#### TASK DESCRIPTION:
Your task is to repeat the entries exactly from their first line through the line with "impl core::error::Error for", and to stop there.

__________

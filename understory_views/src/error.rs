// Copyright 2025 the Understory Authors
// SPDX-License-Identifier: Apache-2.0 OR MIT

//! Errors surfaced through rejected transitions and container calls.

use core::fmt;
use understory_deferred::Failure;

use crate::id::ViewId;
use crate::view::{Phase, Transition};

/// Error carried by rejected view transitions and returned by container operations.
#[derive(Clone, Debug)]
pub enum ViewError {
    /// A `prepare_open` / `prepare_close` step was rejected.
    Prepare {
        /// The view whose transition failed.
        view: ViewId,
        /// Which transition failed.
        transition: Transition,
        /// The cause the prepare step was rejected with.
        cause: Failure,
    },
    /// Another transition is still in flight and the container rejects overlaps.
    TransitionInProgress {
        /// The busy view.
        view: ViewId,
        /// Its phase when the new call arrived.
        phase: Phase,
    },
    /// The container has not been initialized yet.
    NotInitialized,
    /// [`ViewsContainer::initialize`](crate::ViewsContainer::initialize) was called again.
    AlreadyInitialized,
    /// No view with this id exists in the container.
    UnknownView(ViewId),
}

impl ViewError {
    /// The prepare-step cause, for [`ViewError::Prepare`].
    #[must_use]
    pub fn cause(&self) -> Option<&Failure> {
        match self {
            Self::Prepare { cause, .. } => Some(cause),
            _ => None,
        }
    }
}

impl fmt::Display for ViewError {
    fn fmt(&self, f: &mut fmt::Formatter<'_>) -> fmt::Result {
        match self {
            Self::Prepare {
                view,
                transition,
                cause,
            } => write!(f, "view {view} failed to {transition}: {cause}"),
            Self::TransitionInProgress { view, phase } => {
                write!(f, "view {view} is still {phase:?}; transition rejected")
            }
            Self::NotInitialized => f.write_str("views container is not initialized"),
            Self::AlreadyInitialized => f.write_str("views container is already initialized"),
            Self::UnknownView(id) => write!(f, "no view with id {id}"),
        }
    }
}

impl core::error::Error for ViewError {
    fn source(&self) -> Option<&(dyn core::error::Error + 'static)> {
        self.cause().map(|c| c as &(dyn core::error::Error + 'static))
    }
}
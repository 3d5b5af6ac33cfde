// Copyright 2025 the Understory Authors
// SPDX-License-Identifier: Apache-2.0 OR MIT

// After you edit the crate's doc comment, run this command, then check README.md for any missing links
// cargo rdme --workspace-project=understory_safe_area --heading-base-level=0

//! Understory Safe Area: keep layout clear of notches, cutouts, and system bars.
//!
//! Platforms report a *safe area*: the part of the screen that is not covered by hardware
//! or system UI. This crate turns that report into layout adjustments:
//!
//! - [`ScreenMetrics`] is the platform report, in device pixels.
//! - [`SafeAreaInsets::compute`] converts it into whole canvas units.
//! - [`SafeAreaPadding`], [`SafeAreaOffset`], and [`SafeAreaSpacer`] implement
//!   [`SafeAreaAdapter`] and fold the insets into a stretched rectangle, an anchored
//!   position, or a spacer size, restricted to the edges and orientations chosen with
//!   [`SafeAreaEdges`].
//! - [`SafeAreaObserver`] remembers the last metrics and notifies subscribers when they
//!   change.
//!
//! Platform specifics (where the metrics come from, when to poll) stay with the caller.
//!
//! ## Minimal example
//!
//! ```rust
//! use kurbo::{Rect, Size, Vec2};
//! use understory_safe_area::{
//!     SafeAreaAdapter, SafeAreaEdges, SafeAreaInsets, SafeAreaPadding, ScreenMetrics,
//! };
//!
//! // A 3x phone with a notch at the top and a home indicator at the bottom.
//! let metrics = ScreenMetrics {
//!     size: Size::new(1170.0, 2532.0),
//!     safe_area: Rect::new(0.0, 102.0, 1170.0, 2391.0),
//!     scale_factor: 3.0,
//! };
//! let insets = SafeAreaInsets::compute(&metrics);
//! assert_eq!((insets.top(), insets.bottom()), (47.0, 34.0));
//!
//! let mut content = SafeAreaPadding::new(SafeAreaEdges::all(), Vec2::ZERO, Vec2::ZERO);
//! content.apply(&insets, &metrics);
//! assert_eq!(content.offset_min(), Vec2::new(0.0, 34.0));
//! assert_eq!(content.offset_max(), Vec2::new(0.0, -47.0));
//! ```
//!
//! This crate is `no_std` and uses `alloc`.

#![no_std]

extern crate alloc;

mod adapters;
mod insets;
mod observer;

pub use adapters::{SafeAreaAdapter, SafeAreaOffset, SafeAreaPadding, SafeAreaSpacer};
pub use insets::{SafeAreaEdges, SafeAreaInsets, ScreenMetrics};
pub use observer::{SafeAreaObserver, SubscriberId};
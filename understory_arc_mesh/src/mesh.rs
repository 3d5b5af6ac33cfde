// Copyright 2025 the Understory Authors
// SPDX-License-Identifier: Apache-2.0 OR MIT

//! Mesh generation.

use alloc::vec::Vec;
use core::f64::consts::TAU;
#[cfg(not(feature = "std"))]
use kurbo::common::FloatFuncs as _;
use kurbo::{Point, Rect, Vec2};

use crate::params::ArcParams;

/// Vertices per step column: inner edge, inner border, outer border, outer edge.
const RINGS: u32 = 4;

/// One mesh vertex.
#[derive(Copy, Clone, Debug, PartialEq)]
pub struct ArcVertex {
    /// Position in unit space (`-1..=1` on both axes, y up) or, after
    /// [`ArcMesh::layout`], in the target rectangle.
    pub position: Point,
    /// Texture coordinate: `x` counts steps along the arc, `y` runs 0 (inner) to 1 (outer)
    /// with the border bands at `border_width` and `1 - border_width`.
    pub uv: Point,
}

/// Triangle mesh of a bordered arc.
///
/// Vertices are laid out in columns of four, one column per step boundary, innermost
/// ring first. Each step contributes three quads (inner border, fill, outer border),
/// i.e. six triangles.
///
/// ```rust
/// use understory_arc_mesh::{ArcMesh, ArcParams};
///
/// let mut params = ArcParams::default();
/// params.set_length(180.0).set_precision(8);
/// let mesh = ArcMesh::build(&params);
///
/// // Half of an 8-segment circle.
/// assert_eq!(mesh.steps(), 4);
/// assert_eq!(mesh.vertices().len(), 5 * 4);
/// assert_eq!(mesh.triangles().count(), 4 * 6);
/// ```
#[derive(Clone, Debug, Default, PartialEq)]
pub struct ArcMesh {
    vertices: Vec<ArcVertex>,
    indices: Vec<u32>,
    steps: usize,
}

impl ArcMesh {
    /// Build the mesh for `params`.
    ///
    /// An arc of zero length produces an empty mesh.
    #[must_use]
    pub fn build(params: &ArcParams) -> Self {
        let params = params.clamped();
        let exact = params.length() / 360.0 * f64::from(params.precision());
        #[expect(
            clippy::cast_possible_truncation,
            reason = "at most MAX_PRECISION after clamping"
        )]
        let steps = exact.ceil() as u32;
        if steps == 0 {
            return Self::default();
        }

        let merged = params.merge_tips() && params.is_full_circle();
        let radii = params.ring_radii();
        let b = params.border_width();
        let v_coords = [0.0, b, 1.0 - b, 1.0];

        let turn_start = (params.start_angle() + 90.0) / 360.0;
        let turn_step = params.length() / f64::from(steps) / 360.0;
        let x_sign = if params.fill_clockwise() { -1.0 } else { 1.0 };

        let mut vertices: Vec<ArcVertex> = Vec::with_capacity(((steps + 1) * RINGS) as usize);
        for i in 0..=steps {
            let angle = (turn_start + f64::from(i) * turn_step) * TAU;
            let dir = Vec2::new(angle.cos() * x_sign, angle.sin());
            // A merged seam repeats the first column's positions exactly; UVs keep counting.
            let seam = merged && i == steps;
            for (ring, (radius, v)) in radii.iter().zip(v_coords).enumerate() {
                let position = if seam {
                    vertices[ring].position
                } else {
                    (dir * *radius).to_point()
                };
                vertices.push(ArcVertex {
                    position,
                    uv: Point::new(f64::from(i), v),
                });
            }
        }

        let mut indices = Vec::with_capacity((steps * (RINGS - 1) * 6) as usize);
        for step in 0..steps {
            let here = step * RINGS;
            let next = here + RINGS;
            for ring in 0..RINGS - 1 {
                let (a, b) = (here + ring, next + ring);
                indices.extend_from_slice(&[a, b, b + 1, a, b + 1, a + 1]);
            }
        }

        Self {
            vertices,
            indices,
            steps: steps as usize,
        }
    }

    /// Number of angular steps.
    #[must_use]
    pub fn steps(&self) -> usize {
        self.steps
    }

    /// All vertices, column by column.
    #[must_use]
    pub fn vertices(&self) -> &[ArcVertex] {
        &self.vertices
    }

    /// Triangle list indices into [`vertices`](Self::vertices).
    #[must_use]
    pub fn indices(&self) -> &[u32] {
        &self.indices
    }

    /// Returns `true` if the mesh has no triangles.
    #[must_use]
    pub fn is_empty(&self) -> bool {
        self.indices.is_empty()
    }

    /// Iterate triangles as vertex triples.
    pub fn triangles(&self) -> impl Iterator<Item = [ArcVertex; 3]> + '_ {
        self.indices
            .chunks_exact(3)
            .map(|t| [t[0], t[1], t[2]].map(|i| self.vertices[i as usize]))
    }

    /// Map unit space into `rect`, flipping y so that unit "up" lands at `rect.y0`.
    #[must_use]
    pub fn layout(&self, rect: Rect) -> Self {
        let vertices = self
            .vertices
            .iter()
            .map(|v| ArcVertex {
                position: unit_to_rect(v.position, rect),
                uv: v.uv,
            })
            .collect();
        Self {
            vertices,
            indices: self.indices.clone(),
            steps: self.steps,
        }
    }
}

/// Map a unit-space point (`-1..=1`, y up) into `rect` (y down).
pub(crate) fn unit_to_rect(p: Point, rect: Rect) -> Point {
    Point::new(
        rect.x0 + (p.x + 1.0) * 0.5 * rect.width(),
        rect.y1 - (p.y + 1.0) * 0.5 * rect.height(),
    )
}

/// Inverse of [`unit_to_rect`]. Returns `None` for an empty rectangle.
pub(crate) fn rect_to_unit(p: Point, rect: Rect) -> Option<Point> {
    let (w, h) = (rect.width(), rect.height());
    if w == 0.0 || h == 0.0 {
        return None;
    }
    Some(Point::new(
        (p.x - rect.x0) / w * 2.0 - 1.0,
        (rect.y1 - p.y) / h * 2.0 - 1.0,
    ))
}
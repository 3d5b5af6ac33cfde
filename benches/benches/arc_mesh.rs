// Copyright 2025 the Understory Authors
// SPDX-License-Identifier: Apache-2.0 OR MIT

use criterion::{Criterion, black_box, criterion_group, criterion_main};
use kurbo::{Point, Rect};
use understory_arc_mesh::{ArcMesh, ArcParams, hit_test};

fn bench_arc_mesh(c: &mut Criterion) {
    let mut group = c.benchmark_group("understory_arc_mesh");
    group.sample_size(50);

    let rect = Rect::new(0.0, 0.0, 256.0, 256.0);
    for &precision in &[16_u32, 64_u32, 256_u32] {
        let mut params = ArcParams::ring();
        params.set_precision(precision);

        group.bench_function(format!("build_ring(p={precision})"), |b| {
            b.iter(|| black_box(ArcMesh::build(black_box(&params))));
        });

        let mesh = ArcMesh::build(&params);
        group.bench_function(format!("layout_ring(p={precision})"), |b| {
            b.iter(|| black_box(mesh.layout(black_box(rect))));
        });
    }

    let mut gauge = ArcParams::default();
    gauge.set_start_angle(-120.0).set_length(240.0);
    let points: Vec<Point> = (0..1024)
        .map(|i| Point::new(f64::from(i % 32) * 8.0, f64::from(i / 32) * 8.0))
        .collect();
    group.bench_function("hit_test_grid(1024)", |b| {
        b.iter(|| {
            let hits = points
                .iter()
                .filter(|p| hit_test(&gauge, rect, **p))
                .count();
            black_box(hits)
        });
    });

    group.finish();
}

criterion_group!(benches, bench_arc_mesh);
criterion_main!(benches);
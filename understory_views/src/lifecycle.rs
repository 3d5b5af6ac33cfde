// Copyright 2025 the Understory Authors
// SPDX-License-Identifier: Apache-2.0 OR MIT

//! Per-view open/close state machine.
//!
//! A [`ViewSlot`] wraps a user view with the bookkeeping the container needs: the current
//! [`Phase`], whether the visual object is active, the event channels, and a transition
//! epoch. Every transition bumps the epoch; a completion only updates the phase and
//! notifies listeners when its epoch is still current, which keeps superseded transitions
//! from overwriting newer ones.
//!
//! Phase changes happen as soon as a transition is requested. Everything that touches the
//! view itself (hooks, events, activation) runs as a task on the slot's queue. Tasks run
//! one at a time and in request order: a transition requested while the view is inside
//! one of its own hooks, for example a sibling opening from `on_open` and closing this
//! view through exclusivity, runs in full once that hook's task has finished.

use alloc::boxed::Box;
use alloc::collections::VecDeque;
use alloc::rc::Rc;
use core::cell::{Cell, RefCell};
use log::{debug, error, trace, warn};
use understory_deferred::{Deferred, Failure, Resolver};
use understory_nav_tree::BranchId;

use crate::config::{ReentrancyPolicy, RollbackPolicy, TransitionPolicy};
use crate::container::ContainerRef;
use crate::error::ViewError;
use crate::events::{EventHub, ViewEvent};
use crate::id::ViewId;
use crate::view::{Phase, Transition, View};

type Task<V> = Box<dyn FnOnce(&Rc<ViewSlot<V>>)>;

pub(crate) struct ViewSlot<V> {
    pub(crate) branch: BranchId,
    pub(crate) id: ViewId,
    pub(crate) view: RefCell<V>,
    pub(crate) events: EventHub,
    phase: Cell<Phase>,
    active: Cell<bool>,
    epoch: Cell<u64>,
    in_flight: Cell<bool>,
    policy: TransitionPolicy,
    pending: RefCell<VecDeque<Task<V>>>,
    draining: Cell<bool>,
}

impl<V: View> ViewSlot<V> {
    pub(crate) fn new(branch: BranchId, view: V, policy: TransitionPolicy) -> Self {
        Self {
            branch,
            id: view.id(),
            view: RefCell::new(view),
            events: EventHub::default(),
            phase: Cell::new(Phase::Closed),
            active: Cell::new(false),
            epoch: Cell::new(0),
            in_flight: Cell::new(false),
            policy,
            pending: RefCell::new(VecDeque::new()),
            draining: Cell::new(false),
        }
    }

    pub(crate) fn phase(&self) -> Phase {
        self.phase.get()
    }

    pub(crate) fn is_open(&self) -> bool {
        self.phase.get().is_open()
    }

    pub(crate) fn is_active(&self) -> bool {
        self.active.get()
    }

    fn is_busy(&self) -> bool {
        self.view.try_borrow_mut().is_err()
    }

    /// Run `f` on the view.
    ///
    /// Queued tasks only start while the view is free, so this fails only for callers
    /// outside the queue (state loading) that reach a view from inside its own hook.
    pub(crate) fn hook<R>(&self, name: &'static str, f: impl FnOnce(&mut V) -> R) -> Option<R> {
        match self.view.try_borrow_mut() {
            Ok(mut view) => Some(f(&mut view)),
            Err(_) => {
                error!("view {} is busy in another hook; skipping {name}", self.id);
                None
            }
        }
    }

    /// Queue `task` behind any work already pending for this view, then run the queue.
    fn schedule(self: &Rc<Self>, task: impl FnOnce(&Rc<Self>) + 'static) {
        self.pending.borrow_mut().push_back(Box::new(task));
        self.drain();
    }

    /// Run queued tasks until the queue is empty or the view is borrowed from outside.
    ///
    /// Nested calls return immediately; the outermost call picks up whatever they queued.
    pub(crate) fn drain(self: &Rc<Self>) {
        if self.draining.replace(true) {
            trace!("view {} is busy; work queued", self.id);
            return;
        }
        while !self.is_busy() {
            let Some(task) = self.pending.borrow_mut().pop_front() else {
                break;
            };
            task(self);
        }
        self.draining.set(false);
    }

    fn set_active(&self, active: bool) {
        if self.active.replace(active) != active {
            self.hook("on_activation_changed", |v| v.on_activation_changed(active));
        }
    }

    /// Show or hide the visual object without a transition.
    pub(crate) fn activate(self: &Rc<Self>, active: bool) {
        self.schedule(move |slot| slot.set_active(active));
    }

    /// One-time setup: the view is activated for the duration of its initialization.
    pub(crate) fn initialize(self: &Rc<Self>, container: &ContainerRef<V>) {
        let container = container.clone();
        self.schedule(move |slot| {
            slot.set_active(true);
            slot.hook("on_initialize", |v| v.on_initialize(&container));
            slot.set_active(false);
        });
    }

    pub(crate) fn destroy(self: &Rc<Self>) {
        self.schedule(|slot| {
            slot.hook("on_destroyed", V::on_destroyed);
        });
    }

    fn begin(&self, target: Phase) -> Result<(u64, Phase), ViewError> {
        if self.in_flight.get() && self.policy.reentrancy == ReentrancyPolicy::Reject {
            warn!(
                "view {} is still {:?}; rejecting new transition",
                self.id,
                self.phase.get()
            );
            return Err(ViewError::TransitionInProgress {
                view: self.id.clone(),
                phase: self.phase.get(),
            });
        }
        let epoch = self.epoch.get() + 1;
        self.epoch.set(epoch);
        self.in_flight.set(true);
        Ok((epoch, self.phase.replace(target)))
    }

    pub(crate) fn open(self: &Rc<Self>) -> Deferred<ViewError> {
        self.open_with(|_| {})
    }

    /// Open, handing caller context to the view once the transition is allowed to start.
    pub(crate) fn open_with(
        self: &Rc<Self>,
        receive: impl FnOnce(&mut V) + 'static,
    ) -> Deferred<ViewError> {
        let (epoch, prior) = match self.begin(Phase::Opening) {
            Ok(started) => started,
            Err(e) => return Deferred::rejected(e),
        };
        debug!("opening view {}", self.id);

        let (result, resolver) = Deferred::new();
        self.schedule(move |slot| {
            slot.hook("receive", receive);
            slot.events.emit(ViewEvent::Opens);
            slot.set_active(true);
            slot.hook("on_before_open", V::on_before_open);
            let prepare = slot.hook("prepare_open", V::prepare_open).flatten();
            slot.settle(Transition::Open, prepare, epoch, prior, resolver);
        });
        result
    }

    pub(crate) fn close(self: &Rc<Self>) -> Deferred<ViewError> {
        let (epoch, prior) = match self.begin(Phase::Closing) {
            Ok(started) => started,
            Err(e) => return Deferred::rejected(e),
        };
        debug!("closing view {}", self.id);

        let (result, resolver) = Deferred::new();
        self.schedule(move |slot| {
            slot.events.emit(ViewEvent::Closes);
            slot.hook("on_before_close", V::on_before_close);
            let prepare = slot.hook("prepare_close", V::prepare_close).flatten();
            slot.settle(Transition::Close, prepare, epoch, prior, resolver);
        });
        result
    }

    fn settle(
        self: &Rc<Self>,
        transition: Transition,
        prepare: Option<Deferred<Failure>>,
        epoch: u64,
        prior: Phase,
        resolver: Resolver<ViewError>,
    ) {
        let Some(prepare) = prepare else {
            self.complete(transition, epoch);
            resolver.resolve();
            return;
        };

        let slot = self.clone();
        prepare.on_settle(move |outcome| {
            slot.schedule(move |slot| match outcome {
                Ok(()) => {
                    slot.complete(transition, epoch);
                    resolver.resolve();
                }
                Err(cause) => {
                    slot.fail(transition, epoch, prior, &cause);
                    resolver.reject(ViewError::Prepare {
                        view: slot.id.clone(),
                        transition,
                        cause,
                    });
                }
            });
        });
    }

    fn is_current(&self, epoch: u64) -> bool {
        self.epoch.get() == epoch
    }

    /// Finish a transition. A superseded one still runs the view's hook but leaves the
    /// phase, the activation, and the listeners to the transition that replaced it.
    fn complete(&self, transition: Transition, epoch: u64) {
        let current = self.is_current(epoch);
        if current {
            self.in_flight.set(false);
        } else {
            debug!("view {} finished a superseded {transition}", self.id);
        }
        match transition {
            Transition::Open => {
                if current {
                    self.phase.set(Phase::Open);
                    self.events.emit(ViewEvent::Opened);
                }
                self.hook("on_open", V::on_open);
            }
            Transition::Close => {
                if current {
                    self.set_active(false);
                    self.phase.set(Phase::Closed);
                    self.events.emit(ViewEvent::Closed);
                }
                self.hook("on_close", V::on_close);
            }
        }
    }

    fn fail(&self, transition: Transition, epoch: u64, prior: Phase, cause: &Failure) {
        error!("view {} failed to {transition}: {cause}", self.id);
        if !self.is_current(epoch) {
            return;
        }
        self.in_flight.set(false);
        match self.policy.rollback {
            RollbackPolicy::FailForward => {}
            RollbackPolicy::Strict => {
                self.phase.set(prior);
                if prior == Phase::Closed {
                    self.set_active(false);
                }
            }
        }
    }
}

impl<V> core::fmt::Debug for ViewSlot<V> {
    fn fmt(&self, f: &mut core::fmt::Formatter<'_>) -> core::fmt::Result {
        f.debug_struct("ViewSlot")
            .field("branch", &self.branch)
            .field("id", &self.id)
            .field("phase", &self.phase.get())
            .field("active", &self.active.get())
            .field("epoch", &self.epoch.get())
            .field("pending", &self.pending.borrow().len())
            .finish_non_exhaustive()
    }
}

__________

#### THE ANSWER:
filename understory_views/src/error.rs
// Copyright 2025 the Understory Authors
// SPDX-License-Identifier: Apache-2.0 OR MIT

//! Errors surfaced through rejected transitions and container calls.

use core::fmt;
use understory_deferred::Failure;

use crate::id::ViewId;
use crate::view::{Phase, Transition};

/// Error carried by rejected view transitions and returned by container operations.
#[derive(Clone, Debug)]
pub enum ViewError {
    /// A `prepare_open` / `prepare_close` step was rejected.
    Prepare {
        /// The view whose transition failed.
        view: ViewId,
        /// Which transition failed.
        transition: Transition,
        /// The cause the prepare step was rejected with.
        cause: Failure,
    },
    /// Another transition is still in flight and the container rejects overlaps.
    TransitionInProgress {
        /// The busy view.
        view: ViewId,
        /// Its phase when the new call arrived.
        phase: Phase,
    },
    /// The container has not been initialized yet.
    NotInitialized,
    /// [`ViewsContainer::initialize`](crate::ViewsContainer::initialize) was called again.
    AlreadyInitialized,
    /// No view with this id exists in the container.
    UnknownView(ViewId),
}

impl ViewError {
    /// The prepare-step cause, for [`ViewError::Prepare`].
    #[must_use]
    pub fn cause(&self) -> Option<&Failure> {
        match self {
            Self::Prepare { cause, .. } => Some(cause),
            _ => None,
        }
    }
}

impl fmt::Display for ViewError {
    fn fmt(&self, f: &mut fmt::Formatter<'_>) -> fmt::Result {
        match self {
            Self::Prepare {
                view,
                transition,
                cause,
            } => write!(f, "view {view} failed to {transition}: {cause}"),
            Self::TransitionInProgress { view, phase } => {
                write!(f, "view {view} is still {phase:?}; transition rejected")
            }
            Self::NotInitialized => f.write_str("views container is not initialized"),
            Self::AlreadyInitialized => f.write_str("views container is already initialized"),
            Self::UnknownView(id) => write!(f, "no view with id {id}"),
        }
    }
}

impl core::error::Error for ViewError {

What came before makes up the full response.